10 Reasons Trump’s Border Wall, Executive Order Are Terrible Ideas

Border Wall Construction, Lower Rio Grande Valley National Wildlife Refuge. Existing border walls and barriers already impact as much as 70 percent of the Refuge. (Photo Courtesy Krista Schlyer)

Donald Trump is pushing ahead with his baffling plan to build a wall that will run the length of the U.S.-Mexico border, along with an executive order stifling immigration. Not only are they expected to broaden American isolationism and be ineffective at stemming undocumented immigration, they will come with huge costs to American taxpayers and the environment. Here are 10 of the worst aspects of the Trump wall and executive order:

1. The wall is an environmental travesty. From the Pacific Ocean to the mouth of the Rio Grande in the Gulf of Mexico, the U.S.-Mexico borderlands encompass some of our nation’s most compelling landscapes and harbor some of our most imperiled species, including jaguars, bighorn sheep and Sonoran pronghorn. Trump’s wall will divide ecosystems and block anything that walks, crawls or slithers in its path, further pushing these and many other species toward extinction.

2. The executive order runs roughshod over public land managers. Trump’s executive order threatens to destroy cooperation between Border Patrol and public servants who care for our many public lands in the borderlands, including national parks, national monuments and national forests, as well as numerous areas of protected state, local and private lands and preserves. It would significantly increase the damage border security activities do to these fragile, diverse landscapes.

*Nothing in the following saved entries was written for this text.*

//! Application settings and Telegram configuration.

use std::collections::HashSet;
use std::fmt;
use std::path::PathBuf;
use std::str::FromStr;
use std::time::Duration;

use rand::Rng;
use serde::{Deserialize, Serialize};

/// Telegram API configuration.
#[derive(Debug, Clone, Serialize, Deserialize)]
pub struct TelegramConfig {
    /// Telegram API ID (obtain from <https://my.telegram.org>).
    pub api_id: i32,

    /// Telegram API hash (obtain from <https://my.telegram.org>).
    pub api_hash: String,

    /// Directory holding one session file per account.
    #[serde(default = "default_sessions_dir")]
    pub sessions_dir: PathBuf,
}

fn default_sessions_dir() -> PathBuf {
    PathBuf::from("sessions")
}

impl TelegramConfig {
    /// File extension used for account session files.
    pub const SESSION_EXTENSION: &'static str = "session";

    /// Creates a new Telegram configuration.
    #[must_use]
    pub fn new(api_id: i32, api_hash: String) -> Self {
        Self {
            api_id,
            api_hash,
            sessions_dir: default_sessions_dir(),
        }
    }

    /// Creates configuration from environment variables.
    ///
    /// Expects `TG_API_ID` and `TG_API_HASH` to be set.
    ///
    /// # Errors
    ///
    /// Returns an error if a required variable is missing or `TG_API_ID` is
    /// not a positive integer.
    pub fn from_env() -> Result<Self, ConfigError> {
        let api_id: i32 = std::env::var("TG_API_ID")
            .map_err(|_| ConfigError::MissingEnvVar("TG_API_ID"))?
            .trim()
            .parse()
            .map_err(|_| ConfigError::InvalidApiId)?;

        if api_id <= 0 {
            return Err(ConfigError::InvalidApiId);
        }

        let api_hash = std::env::var("TG_API_HASH")
            .map_err(|_| ConfigError::MissingEnvVar("TG_API_HASH"))?;

        let sessions_dir =
            std::env::var("SESSIONS_DIR").map_or_else(|_| default_sessions_dir(), PathBuf::from);

        Ok(Self {
            api_id,
            api_hash,
            sessions_dir,
        })
    }

    /// Path of the session file for the named account.
    #[must_use]
    pub fn session_path(&self, name: &str) -> PathBuf {
        self.sessions_dir
            .join(format!("{name}.{}", Self::SESSION_EXTENSION))
    }

    /// Lists account names that have a session file, sorted.
    ///
    /// # Errors
    ///
    /// Returns an error if the sessions directory cannot be read.
    pub fn session_names(&self) -> std::io::Result<Vec<String>> {
        let mut names = Vec::new();
        for entry in std::fs::read_dir(&self.sessions_dir)? {
            let path = entry?.path();
            if path.extension().and_then(|e| e.to_str()) != Some(Self::SESSION_EXTENSION) {
                continue;
            }
            if let Some(stem) = path.file_stem().and_then(|s| s.to_str()) {
                names.push(stem.to_owned());
            }
        }
        names.sort();
        Ok(names)
    }
}

/// Inclusive range of whole seconds a random delay is drawn from.
///
/// Always holds `min_secs <= max_secs`.
#[derive(Debug, Clone, Copy, PartialEq, Eq)]
pub struct DelayRange {
    min_secs: u64,
    max_secs: u64,
}

impl DelayRange {
    /// Creates a range.
    ///
    /// # Errors
    ///
    /// Returns [`ConfigError::InvalidRange`] if `min_secs > max_secs`.
    pub fn new(min_secs: u64, max_secs: u64) -> Result<Self, ConfigError> {
        if min_secs > max_secs {
            return Err(ConfigError::InvalidRange(format!("{min_secs} > {max_secs}")));
        }
        Ok(Self { min_secs, max_secs })
    }

    /// A range that always yields the same duration.
    #[must_use]
    pub const fn fixed(secs: u64) -> Self {
        Self {
            min_secs: secs,
            max_secs: secs,
        }
    }

    /// Draws a uniformly random duration from the range.
    #[must_use]
    pub fn sample(&self) -> Duration {
        let secs = rand::thread_rng().gen_range(self.min_secs..=self.max_secs);
        Duration::from_secs(secs)
    }

    #[must_use]
    pub const fn min_secs(&self) -> u64 {
        self.min_secs
    }

    #[must_use]
    pub const fn max_secs(&self) -> u64 {
        self.max_secs
    }

    /// Returns true if `d` lies inside the range.
    #[must_use]
    pub fn contains(&self, d: Duration) -> bool {
        (self.min_secs..=self.max_secs).contains(&d.as_secs())
    }
}

impl FromStr for DelayRange {
    type Err = ConfigError;

    /// Accepts `5,60` as well as the list form `[5, 60]`.
    fn from_str(s: &str) -> Result<Self, Self::Err> {
        let inner = s.trim().trim_start_matches('[').trim_end_matches(']');
        let mut parts = inner.split(',').map(str::trim);

        let (Some(min), Some(max), None) = (parts.next(), parts.next(), parts.next()) else {
            return Err(ConfigError::InvalidRange(s.to_owned()));
        };

        let parse = |v: &str| {
            v.parse::<u64>()
                .map_err(|_| ConfigError::InvalidRange(s.to_owned()))
        };

        Self::new(parse(min)?, parse(max)?)
    }
}

impl fmt::Display for DelayRange {
    fn fmt(&self, f: &mut fmt::Formatter<'_>) -> fmt::Result {
        write!(f, "[{}, {}]s", self.min_secs, self.max_secs)
    }
}

/// Optional in-game tasks that can be switched off through `TASK_BLACKLIST`.
#[derive(Debug, Clone, Copy, PartialEq, Eq, Hash)]
pub enum Task {
    /// Collect mined coin from the miner storage.
    Collect,
    /// Buy the next pickaxe upgrade when affordable.
    Upgrade,
}

impl FromStr for Task {
    type Err = ConfigError;

    fn from_str(s: &str) -> Result<Self, Self::Err> {
        match s.trim().to_lowercase().as_str() {
            "collect" => Ok(Self::Collect),
            "upgrade" | "upgrades" => Ok(Self::Upgrade),
            other => Err(ConfigError::UnknownTask(other.to_owned())),
        }
    }
}

impl fmt::Display for Task {
    fn fmt(&self, f: &mut fmt::Formatter<'_>) -> fmt::Result {
        f.pad(match self {
            Self::Collect => "collect",
            Self::Upgrade => "upgrade",
        })
    }
}

/// Settings controlling the per-account task loop.
#[derive(Debug, Clone)]
pub struct MinerSettings {
    /// Wait a random delay before an account starts working.
    pub use_random_delay_in_run: bool,

    /// Range for the start delay.
    pub random_delay_in_run: DelayRange,

    /// Attempts per HTTP call before giving up.
    pub max_retries: u32,

    /// Range for the pause after a failed attempt.
    pub retry_delay: DelayRange,

    /// Pause between consecutive actions.
    pub action_delay_secs: u64,

    /// Sleep between two full cycles.
    pub cycle_interval_secs: u64,

    /// Sleep after a cycle that stopped early.
    pub error_cooldown_secs: u64,

    /// Range the bearer token lifetime is drawn from at each login.
    pub token_lifetime: DelayRange,

    /// Tasks that are never performed.
    pub task_blacklist: HashSet<Task>,

    /// Check outbound connectivity before every cycle.
    pub check_connectivity: bool,

    /// Base URL of the game backend.
    pub api_base: String,

    /// Directory for per-account snapshot files.
    pub state_dir: PathBuf,
}

fn default_api_base() -> String {
    "https://back.lumcity.app".to_owned()
}

impl Default for MinerSettings {
    fn default() -> Self {
        Self {
            use_random_delay_in_run: true,
            random_delay_in_run: DelayRange {
                min_secs: 5,
                max_secs: 60,
            },
            max_retries: 2,
            retry_delay: DelayRange {
                min_secs: 5,
                max_secs: 10,
            },
            action_delay_secs: 2,
            cycle_interval_secs: 1800,
            error_cooldown_secs: 120,
            token_lifetime: DelayRange {
                min_secs: 1500,
                max_secs: 1900,
            },
            task_blacklist: HashSet::new(),
            check_connectivity: false,
            api_base: default_api_base(),
            state_dir: PathBuf::from("state"),
        }
    }
}

impl MinerSettings {
    /// Creates settings from environment variables, falling back to defaults
    /// for anything unset.
    ///
    /// # Errors
    ///
    /// See [`MinerSettings::from_lookup`].
    pub fn from_env() -> Result<Self, ConfigError> {
        Self::from_lookup(|var| std::env::var(var).ok())
    }

    /// Creates settings from variables returned by `get`. Empty values count
    /// as unset.
    ///
    /// # Errors
    ///
    /// Returns an error if a value cannot be parsed, `MAX_RETRIES` is 0, or
    /// `TASK_BLACKLIST` names an unknown task.
    pub fn from_lookup(get: impl Fn(&str) -> Option<String>) -> Result<Self, ConfigError> {
        let vars = Vars(get);
        let defaults = Self::default();

        let max_retries = vars.parsed("MAX_RETRIES", defaults.max_retries)?;
        if max_retries == 0 {
            return Err(ConfigError::InvalidValue {
                var: "MAX_RETRIES",
                value: "0".to_owned(),
            });
        }

        let task_blacklist = match vars.nonempty("TASK_BLACKLIST") {
            Some(list) => list
                .split(',')
                .filter(|s| !s.trim().is_empty())
                .map(Task::from_str)
                .collect::<Result<_, _>>()?,
            None => defaults.task_blacklist,
        };

        Ok(Self {
            use_random_delay_in_run: vars
                .bool("USE_RANDOM_DELAY_IN_RUN", defaults.use_random_delay_in_run)?,
            random_delay_in_run: vars.range("RANDOM_DELAY_IN_RUN", defaults.random_delay_in_run)?,
            max_retries,
            retry_delay: vars.range("RETRY_DELAY", defaults.retry_delay)?,
            action_delay_secs: vars.parsed("ACTION_DELAY", defaults.action_delay_secs)?,
            cycle_interval_secs: vars.parsed("CYCLE_INTERVAL", defaults.cycle_interval_secs)?,
            error_cooldown_secs: vars.parsed("ERROR_COOLDOWN", defaults.error_cooldown_secs)?,
            token_lifetime: vars.range("TOKEN_LIFETIME", defaults.token_lifetime)?,
            task_blacklist,
            check_connectivity: vars.bool("CHECK_CONNECTIVITY", defaults.check_connectivity)?,
            api_base: vars
                .nonempty("GAME_API_BASE")
                .map_or(defaults.api_base, |s| s.trim().trim_end_matches('/').to_owned()),
            state_dir: vars.nonempty("STATE_DIR").map_or(defaults.state_dir, PathBuf::from),
        })
    }

    /// Returns true unless the task is blacklisted.
    #[must_use]
    pub fn is_enabled(&self, task: Task) -> bool {
        !self.task_blacklist.contains(&task)
    }

    #[must_use]
    pub const fn action_delay(&self) -> Duration {
        Duration::from_secs(self.action_delay_secs)
    }

    #[must_use]
    pub const fn cycle_interval(&self) -> Duration {
        Duration::from_secs(self.cycle_interval_secs)
    }

    #[must_use]
    pub const fn error_cooldown(&self) -> Duration {
        Duration::from_secs(self.error_cooldown_secs)
    }
}

/// Typed access to a variable source.
struct Vars<F>(F);

impl<F: Fn(&str) -> Option<String>> Vars<F> {
    /// Reads a variable, treating empty values as unset.
    fn nonempty(&self, var: &str) -> Option<String> {
        (self.0)(var).filter(|v| !v.trim().is_empty())
    }

    fn parsed<T: FromStr>(&self, var: &'static str, default: T) -> Result<T, ConfigError> {
        match self.nonempty(var) {
            Some(value) => value
                .trim()
                .parse()
                .map_err(|_| ConfigError::InvalidValue { var, value }),
            None => Ok(default),
        }
    }

    fn bool(&self, var: &'static str, default: bool) -> Result<bool, ConfigError> {
        match self.nonempty(var) {
            Some(value) => parse_bool(&value).ok_or(ConfigError::InvalidValue { var, value }),
            None => Ok(default),
        }
    }

    fn range(&self, var: &str, default: DelayRange) -> Result<DelayRange, ConfigError> {
        self.nonempty(var).map_or(Ok(default), |value| value.parse())
    }
}

fn parse_bool(value: &str) -> Option<bool> {
    match value.trim().to_lowercase().as_str() {
        "true" | "1" | "yes" | "on" => Some(true),
        "false" | "0" | "no" | "off" => Some(false),
        _ => None,
    }
}

/// Configuration errors.
#[derive(Debug, thiserror::Error)]
pub enum ConfigError {
    #[error("Missing required environment variable: {0}")]
    MissingEnvVar(&'static str),

    #[error("Invalid API ID format (must be a positive integer)")]
    InvalidApiId,

    #[error("Invalid value for {var}: {value:?}")]
    InvalidValue { var: &'static str, value: String },

    #[error("Invalid delay range {0:?} (expected \"min,max\" with min <= max)")]
    InvalidRange(String),

    #[error("Unknown task in TASK_BLACKLIST: {0:?} (expected collect or upgrade)")]
    UnknownTask(String),
}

3. The wall is physically impossible. The wall is not a new idea. Much of the U.S.-Mexico border already contains portions of wall, as well as other physical barriers. The existing wall has largely been built under legal waivers — issued by former Homeland Security Secretary Michael Chertoff during the George W. Bush administration — including the Endangered Species Act, Clean Water Act and more than 25 other laws protecting the environment, Native American cultural items and human remains, farmlands and historic sites and antiquities. Walls and barriers have not been constructed in many remaining areas because much of the borderlands are remote and physically imposing.

4. It is fiscally insane (and it will be U.S. taxpayers, not Mexico, footing the bill). Building a border wall will cost tens of billions of dollars, and maintenance on the wall when it fails or is breached, which happens often, adds billions more. Trump has promised that Mexico will foot the bill, but with Mexico already pushing back, the Trump team is now floating a 20 percent tax on imports from Mexico. That means you and I will pay for the wall with higher consumer prices and new taxes.

5. Borderlands residents don’t want Trump’s wall. Majorities of borderlands residents are against the Trump wall because they know it won’t work and will have profound impacts on their communities. This resistance is particularly strong among borderlands tribes such as Tohono O’odham Nation in Arizona, which has villages on both sides of the border and has frequently endured civil rights abuses at the hands of Border Patrol officials. In Texas, where most of the borderlands are privately owned, landowners brought lawsuits against attempts to construct short sections of barriers on their lands during the rush to construction a decade ago.

Photo Courtesy Krista Schlyer

6. Borderlands elected officials don’t want Trump’s wall. Federal and state officials have continually expressed bipartisan opposition to the wall. U.S. Rep. Will Hurd, a Republican from Texas who represents a district with more than 800 miles of border terrain, has said “building a wall is the most expensive and least effective way to secure the border.” At the same time, he says, “Big Bend National Park and many areas in my district are perfect examples of where a wall is unnecessary and would negatively impact the environment, private property rights, and economy.”

7. Americans don’t want Trump’s wall. Polls consistently show that a majority of Americans oppose a wall along the southern border.

8. The executive order would further militarize the borderlands. During the past two decades, borderlands communities have endured intensive militarization, including thousands of Border Patrol agents and construction of checkpoints, encampments, surveillance towers and stadium lighting. Trump’s executive order would further intensify this militarization generally, specifically calling for the construction of new detention facilities throughout the borderlands.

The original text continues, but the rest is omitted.